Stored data
* * * * *

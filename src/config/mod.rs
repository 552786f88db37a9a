// Copyright (c) 2025 Bazaryab Contributors
//
// Licensed under the MIT License
// See LICENSE file in the project root for full license information.

pub mod settings;

pub use settings::{CrawlSettings, Settings, SiteSettings};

* * * * *

— EXERCISE OBJECTIVE —
Copy the data above exactly. Every line must be included.

— SOLUTION TO THE EXERCISE —
filename src/config/mod.rs
repository 552786f88db37a9a
// Copyright (c) 2025 Bazaryab Contributors
//
// Licensed under the MIT License
// See LICENSE file in the project root for full license information.

pub mod settings;

pub use settings::{CrawlSettings, Settings, SiteSettings};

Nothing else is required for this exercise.